Weighting may be performed with respect to respective determination candidate models so as to obtain the best accuracy.


In an operation S118, a determination model is determined. For example, when the accuracy is compared among respective determination candidate models, a determination candidate model having the highest accuracy is selected as a determination model. A determination model which outputs whether determination data is normal or abnormal may be selected from the plurality of determination candidate models, based on the accuracy of determination. The selected determination data is examination data that information related to whether or not a subject having examination data of an examination item is affected by a specific disease is not obtained.


For example, in a case where the accuracy of the model 1 is highest regarding an abdominal girth, examination data is determined normal when being smaller than 85 which is the boundary value and examination data is determined abnormal when being larger than 85.


In a case where the accuracy of the model 3 is highest regarding a body mass index (BMI), a value of examination data is determined abnormal when being smaller than 20.2 or larger than 27.5 and a value of examination data is determined normal when not being smaller than 20.2 or larger than 27.5.


Health determination of a subject of a physical examination is performed by using a determined determination model.
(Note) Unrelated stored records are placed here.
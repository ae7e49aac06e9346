use serde::{Deserialize, Serialize};

// =========================================================
// Program broadcast history
// =========================================================

/// Path of the program history endpoint (`?slug=`).
pub const GET_PROGRAM_HISTORY: &str = "/program-history";

/// AMR of one past broadcast.
#[derive(Debug, Clone, PartialEq, Serialize, Deserialize)]
pub struct HistoryPoint {
    pub date: String,
    #[serde(default)]
    pub amr: Option<f64>,
}

/// `GET /program-history?slug=` response.
#[derive(Debug, Clone, PartialEq, Serialize, Deserialize)]
pub struct ProgramHistoryResponse {
    #[serde(default)]
    pub series: Vec<HistoryPoint>,
}
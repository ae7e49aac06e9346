//! Display formatting shared by the presentation front ends.
//!
//! Counts follow Polish number formatting: a non-breaking space groups
//! thousands, and four-digit numbers stay ungrouped. Every absent value
//! renders as [`PLACEHOLDER`], never as zero.

use chrono::{DateTime, NaiveDateTime};

/// Marker for an absent value.
pub const PLACEHOLDER: &str = "—";

const GROUP_SEPARATOR: char = '\u{a0}';

/// `HH:MM` clock label of an RFC 3339 (or offset-less ISO) timestamp, in the
/// timestamp's own offset.
pub fn time_label(timestamp: &str) -> Option<String> {
    if let Ok(dt) = DateTime::parse_from_rfc3339(timestamp) {
        return Some(dt.format("%H:%M").to_string());
    }
    NaiveDateTime::parse_from_str(timestamp, "%Y-%m-%dT%H:%M:%S")
        .or_else(|_| NaiveDateTime::parse_from_str(timestamp, "%Y-%m-%d %H:%M:%S"))
        .ok()
        .map(|dt| dt.format("%H:%M").to_string())
}

/// Clock time of an optional timestamp, or the placeholder.
pub fn format_time(timestamp: Option<&str>) -> String {
    timestamp
        .and_then(time_label)
        .unwrap_or_else(|| PLACEHOLDER.to_string())
}

/// Rounded count with Polish digit grouping.
pub fn format_count(value: Option<f64>) -> String {
    match value.filter(|v| v.is_finite()) {
        Some(v) => group_digits(v.round() as i64),
        None => PLACEHOLDER.to_string(),
    }
}

/// Share fraction as a percentage with two decimals (`0.1234` → `12.34`).
pub fn format_share(value: Option<f64>) -> String {
    match value.filter(|v| v.is_finite()) {
        Some(v) => format!("{:.2}", v * 100.0),
        None => PLACEHOLDER.to_string(),
    }
}

/// Plain number: integers without decimals, others with up to two.
pub fn format_number(value: Option<f64>) -> String {
    match value.filter(|v| v.is_finite()) {
        Some(v) if v.fract() == 0.0 => format!("{}", v as i64),
        Some(v) => {
            let text = format!("{:.2}", v);
            text.trim_end_matches('0').trim_end_matches('.').to_string()
        }
        None => PLACEHOLDER.to_string(),
    }
}

fn group_digits(value: i64) -> String {
    let digits = value.unsigned_abs().to_string();
    let sign = if value < 0 { "-" } else { "" };
    if digits.len() < 5 {
        return format!("{}{}", sign, digits);
    }

    let mut grouped = String::with_capacity(digits.len() + digits.len() / 3);
    for (i, ch) in digits.chars().enumerate() {
        if i > 0 && (digits.len() - i) % 3 == 0 {
            grouped.push(GROUP_SEPARATOR);
        }
        grouped.push(ch);
    }
    format!("{}{}", sign, grouped)
}
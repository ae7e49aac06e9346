//! Data Transfer Objects for the HTTP API.
//!
//! View models are re-exported from the service layer since they already
//! derive Serialize/Deserialize.

use serde::{Deserialize, Serialize};

use crate::api::AvgMode;

pub use crate::api::{ChartRecord, ProgramRecord};
pub use crate::services::{
    CompetitionView, DayOverview, DaySelection, ProgramHistory, ProgramRow, ProgramTrend,
    StationRow, TrendSummary,
};

/// Query parameters for views with a moving-average companion series.
#[derive(Debug, Clone, Serialize, Deserialize, Default)]
pub struct WindowQuery {
    /// Moving-average window (default: configured trend window)
    #[serde(default)]
    pub window: Option<usize>,
}

/// Query parameters for the program trend endpoint.
#[derive(Debug, Clone, Serialize, Deserialize, Default)]
pub struct TrendQuery {
    /// Number of days requested upstream
    #[serde(default)]
    pub days: Option<u32>,
    /// Break-average fallback mode
    #[serde(default)]
    pub mode: Option<AvgMode>,
    /// Moving-average window
    #[serde(default)]
    pub window: Option<usize>,
}

/// Query parameters for endpoints keyed by day.
#[derive(Debug, Clone, Serialize, Deserialize, Default)]
pub struct DateQuery {
    #[serde(default)]
    pub date: Option<String>,
}

/// Health check response.
#[derive(Debug, Clone, Serialize, Deserialize)]
pub struct HealthResponse {
    /// Status of the service
    pub status: String,
    /// Version of the API
    pub version: String,
    /// Upstream analytics API base URL
    pub upstream: String,
}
For example, determination data such as examination data of an examination item is input into a determination model so as to determine whether the determination data is normal or abnormal.



FIG. 8 illustrates an exemplary health determination processing. In an operation S210, determination data is acquired. “Determination data” may mean examination data of a physical examination with respect to a person who undergoes health determination. For example, examination data of an examination item may be obtained through a physical examination.


In an operation S212, the determination data which is acquired in operation S210 is input into a determination model so as to determine whether the determination data is normal or abnormal.


In an operation S214, a determination result is output. FIG. 9 illustrates an exemplary determination result. FIG. 9 illustrates a determination result with respect to an abdominal girth. IDs are imparted to respective subjects and the subjects are discriminated by IDs respectively. FIG. 9 illustrates determination results of whether values of examination data of abdominal girths of five persons having ID001 to ID005 respectively are normal or abnormal. For example, a value of examination data of an abdominal girth of a subject having ID001 is 84. A boundary value of an abdominal girth is 85 as depicted in FIG. 6. Although 84 which is a value of examination data of an abdominal girth of the subject having ID001 belongs to a boundary range close to a boundary value, it is determined normal since the value is smaller than 85 which is the boundary value. A determination result may be output so as to represent that examination data is in a boundary range.



FIG. 10 illustrates an exemplary determination result. FIG. 10 illustrates a determination result with respect to a body mass index (BMI). Examination data is determined abnormal when being smaller than 20.2 or larger than 27.5 and a value of examination data is determined normal when not being smaller than 20.2 or larger than 27.5.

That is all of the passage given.